Monday, April 28, 2014

Is the compulsive, as "living machine", part of the volar stage?

I have an egoistic patient who definitely has subject egoistic and object egoistic trends. She can externalize her own feelings so that "an enemy" else is represented as "dirty, uncultured, and lazy" while she can affirm that she is clean and cultured. However, she does recognize the self-reproach of laziness and it seems to be shared between a reproach that she should be reading more books to perfect her cultural refinement and also in relation to do more comprehensive work at her job and in relation to career and academic ambitions.

Analyzing her "laziness," it shows up in the normal way. There is procrastination that involves the phantasy that if she had more time to work she could have made something perfect.

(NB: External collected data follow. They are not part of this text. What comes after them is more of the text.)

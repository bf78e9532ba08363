//! Nodes + links serialization
//!
//! The serialized form is a plain record that maps directly onto JSON:
//!
//! ```json
//! {
//!   "nodes": [{ "id": "foo" }, { "id": "bar" }],
//!   "links": [{ "source": "foo", "target": "bar", "weight": 7.0 }]
//! }
//! ```
//!
//! `nodes` follows [`Graph::all_nodes`] order and `links` lists every edge grouped
//! by source in that order, with the weight always present.

use super::store::Graph;
use super::types::{NodeId, Weight, DEFAULT_WEIGHT};
use serde::de::DeserializeOwned;
use serde::{Deserialize, Serialize};
use thiserror::Error;
use tracing::debug;

/// Errors that can occur while converting a graph to or from JSON
#[derive(Error, Debug)]
pub enum GraphError {
    #[error("Serialization error: {0}")]
    Serialization(#[from] serde_json::Error),
}

pub type GraphResult<T> = Result<T, GraphError>;

/// A node entry of a serialized graph
#[derive(Debug, Clone, PartialEq, Serialize, Deserialize)]
pub struct NodeRecord<N> {
    pub id: N,
}

/// An edge entry of a serialized graph
#[derive(Debug, Clone, PartialEq, Serialize, Deserialize)]
pub struct LinkRecord<N> {
    pub source: N,
    pub target: N,
    #[serde(default = "default_weight")]
    pub weight: Weight,
}

fn default_weight() -> Weight {
    DEFAULT_WEIGHT
}

/// Serialized graph: node list plus link list
#[derive(Debug, Clone, PartialEq, Serialize, Deserialize)]
pub struct SerializedGraph<N> {
    pub nodes: Vec<NodeRecord<N>>,
    pub links: Vec<LinkRecord<N>>,
}

impl<N> Default for SerializedGraph<N> {
    fn default() -> Self {
        SerializedGraph {
            nodes: Vec::new(),
            links: Vec::new(),
        }
    }
}

impl<N: NodeId> Graph<N> {
    /// Create a graph from a serialized record
    pub fn from_serialized(serialized: &SerializedGraph<N>) -> Self {
        let mut graph = Graph::new();
        graph.deserialize(serialized);
        graph
    }

    /// Serialize the graph into its nodes + links record
    pub fn serialize(&self) -> SerializedGraph<N> {
        let nodes = self.all_nodes();
        let mut links = Vec::with_capacity(self.edge_count());

        for source in &nodes {
            for target in self.adjacent_to(source) {
                links.push(LinkRecord {
                    source: source.clone(),
                    target: target.clone(),
                    weight: self.edge_weight(source, target),
                });
            }
        }

        SerializedGraph {
            nodes: nodes.into_iter().map(|id| NodeRecord { id }).collect(),
            links,
        }
    }

    /// Add the nodes and links of a serialized record to this graph.
    ///
    /// All nodes are added first, then every link with its weight, so the record's
    /// order determines the resulting adjacency order.
    pub fn deserialize(&mut self, serialized: &SerializedGraph<N>) {
        for node in &serialized.nodes {
            self.add_node(node.id.clone());
        }
        for link in &serialized.links {
            self.add_weighted_edge(link.source.clone(), link.target.clone(), link.weight);
        }

        debug!(
            nodes = serialized.nodes.len(),
            links = serialized.links.len(),
            "deserialized graph"
        );
    }

    /// Serialize to a JSON string
    pub fn to_json(&self) -> GraphResult<String>
    where
        N: Serialize,
    {
        Ok(serde_json::to_string(&self.serialize())?)
    }

    /// Serialize to an indented JSON string
    pub fn to_json_pretty(&self) -> GraphResult<String>
    where
        N: Serialize,
    {
        Ok(serde_json::to_string_pretty(&self.serialize())?)
    }

    /// Build a graph from a JSON nodes + links document
    pub fn from_json(json: &str) -> GraphResult<Self>
    where
        N: DeserializeOwned,
    {
        let serialized: SerializedGraph<N> = serde_json::from_str(json)?;
        Ok(Graph::from_serialized(&serialized))
    }
}

impl<N: NodeId> From<SerializedGraph<N>> for Graph<N> {
    fn from(serialized: SerializedGraph<N>) -> Self {
        Graph::from_serialized(&serialized)
    }
}

impl<N: NodeId> From<&Graph<N>> for SerializedGraph<N> {
    fn from(graph: &Graph<N>) -> Self {
        graph.serialize()
    }
}

impl<N: NodeId + Serialize> Serialize for Graph<N> {
    fn serialize<S: serde::Serializer>(&self, serializer: S) -> Result<S::Ok, S::Error> {
        Graph::serialize(self).serialize(serializer)
    }
}

impl<'de, N: NodeId + Deserialize<'de>> Deserialize<'de> for Graph<N> {
    fn deserialize<D: serde::Deserializer<'de>>(deserializer: D) -> Result<Self, D::Error> {
        SerializedGraph::deserialize(deserializer).map(Graph::from)
    }
}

The reproach for laziness also involves a machine-like existence of making an optimal use of her time and dividing up the day in a way in which there is no time for relaxation, "fun", or personal life in general. The only thing left is the impersonal machine.

The relation to time that features heavily in this, the absence of reference to social hierarchy to locate the perfection points, and her discomfort to be around people in general point to the volar stage.

In the volar stage the castration complex is a rebellion against time in wishes to fly, control things with one's mind, etc. that don't submit to being measured against time. This makes the likely candidate the volar trito in which time is internalized. The garden of Eden myth in which being banished amounts to a life of toil seems related here.

Also there has been associations to the tin man from Wizard of Oz which references chopping down trees which I related to the volar trito in an earlier post. There is also an association to a Charlie Chaplin movie in which Chaplin's boss is "trapped, miserable, and hungry" and being "consumed" by the gears inside the factory.

There are many other things going on, and these associations also reference a personal relationship and the altruistic pole of her personality.